Lucinda Canty ’94MSN
A few statistics: Black women are, on average, twice as likely as white women to experience life-threatening complications during pregnancy. They are three times more likely to die from pregnancy. These disparities hold, regardless of income level or educational attainment.
One simple way to reduce the disparity, says Lucinda Canty, is just to “give patients space to be seen and heard.” She is associate professor of nursing at the University of Massachusetts Amherst and founder of Lucinda’s House, a nonprofit devoted to supporting Black women through their pregnancy.
To illustrate, she told a story that was told to her. A Black woman she met had an obstetrician who asked at every appointment: “Do you have any questions?” The patient did, but they were vague, not formulated, and so the OB would sit for a few minutes as the patient gathered her thoughts. And then, as he got up to leave, he would ask what the patient needed from him right then—and, again, he would pause, as the background needs that she felt but had not yet articulated took shape into something she could voice.

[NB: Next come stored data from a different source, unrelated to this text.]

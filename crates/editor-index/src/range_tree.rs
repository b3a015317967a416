//! Range tree: a mutable set of `[from, to)` anchor ranges with attached data.
//!
//! Ranges are efficiently rebased on top of replacement-like edits (see [`RangeTree::replace`]),
//! which makes the tree suitable for tracking decorations, hidden regions, dirty regions and
//! syntax tokens in a constantly changing text.
//!
//! The tree is a treap stored in an arena, ordered by `from` (ranges with equal `from` keep
//! insertion order). Ranges may overlap. Each subtree caches its size and the minimum and
//! maximum `to`, which keeps "ending" and "touching" queries pruned, and carries a lazy shift
//! that is pushed down on demand, which keeps [`replace`](RangeTree::replace) at
//! `O(log n + k)` for `k` ranges crossing the edit.
//!
//! Every range gets a [`Handle`]: a generation-checked index that stays valid across edits and
//! rebalancing until the range is removed.

use crate::anchor::Anchor;
use crate::error::RangeTreeError;
use rand::rngs::StdRng;
use rand::{RngCore, SeedableRng};
use std::ops::ControlFlow;
use std::sync::atomic::{AtomicU64, Ordering};

static NEXT_TREE_ID: AtomicU64 = AtomicU64::new(1);

const RANGE_TREE_SEED: u64 = 25;

/// Opaque reference to a range in a [`RangeTree`].
#[derive(Debug, Clone, Copy, PartialEq, Eq, Hash)]
pub struct Handle {
    tree: u64,
    index: usize,
    generation: u32,
}

/// A range together with its data and handle.
#[derive(Debug, Clone, PartialEq)]
pub struct RangeEntry<T> {
    /// Start anchor.
    pub from: Anchor,
    /// End anchor.
    pub to: Anchor,
    /// Attached data.
    pub data: T,
    /// Handle of the range.
    pub handle: Handle,
}

impl<T: Clone> RangeEntry<&T> {
    /// Clones the attached data.
    pub fn cloned(&self) -> RangeEntry<T> {
        RangeEntry {
            from: self.from,
            to: self.to,
            data: self.data.clone(),
            handle: self.handle,
        }
    }
}

struct Node<T> {
    from: Anchor,
    to: Anchor,
    /// `None` for free slots.
    data: Option<T>,
    generation: u32,
    priority: u32,
    left: Option<usize>,
    right: Option<usize>,
    parent: Option<usize>,
    size: usize,
    min_to: Anchor,
    max_to: Anchor,
    /// Pending shift for the children. The node's own anchors and aggregates include it.
    add: isize,
}

#[derive(Debug, Clone, Copy)]
enum Window {
    All,
    Starting(Anchor, Anchor),
    Ending(Anchor, Anchor),
    Touching(Anchor, Anchor),
}

impl Window {
    fn matches(&self, from: Anchor, to: Anchor) -> bool {
        match *self {
            Window::All => true,
            Window::Starting(a, b) => from >= a && from < b,
            Window::Ending(a, b) => to >= a && to < b,
            Window::Touching(a, b) => to >= a && from < b,
        }
    }

    fn may_contain(&self, min_to: Anchor, max_to: Anchor) -> bool {
        match *self {
            Window::Ending(a, b) => max_to >= a && min_to < b,
            Window::Touching(a, _) => max_to >= a,
            _ => true,
        }
    }

    /// Whether ranges starting at or before `from` may match.
    fn explores_before(&self, from: Anchor) -> bool {
        match *self {
            Window::Starting(a, _) => from >= a,
            _ => true,
        }
    }

    /// Whether ranges starting at or after `from` may match.
    fn explores_after(&self, from: Anchor) -> bool {
        match *self {
            Window::Starting(_, b) | Window::Touching(_, b) => from < b,
            _ => true,
        }
    }
}

/// See the module documentation.
pub struct RangeTree<T> {
    id: u64,
    nodes: Vec<Node<T>>,
    free: Vec<usize>,
    root: Option<usize>,
    rng: StdRng,
}

impl<T> Default for RangeTree<T> {
    fn default() -> Self {
        Self::new()
    }
}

“Asking those two questions and being present changed her whole view,” Canty says. “She felt safe in the care he provided.”
Lucinda’s House offers this same space to women who are pregnant, considering pregnancy, or postpartum; it runs workshops in hospitals and clinics to help the doctors and nurses and administrators understand how listening contributes to better outcomes, racism to worse outcomes; it organizes local showers for pregnant women to reestablish a community of joy around the process of pregnancy and childbirth. Lucinda’s House is a center that empowers the women and the families it serves, Canty says. “People say they are grateful that I’ve been available to them. They say they don’t know if they would’ve made it without that.”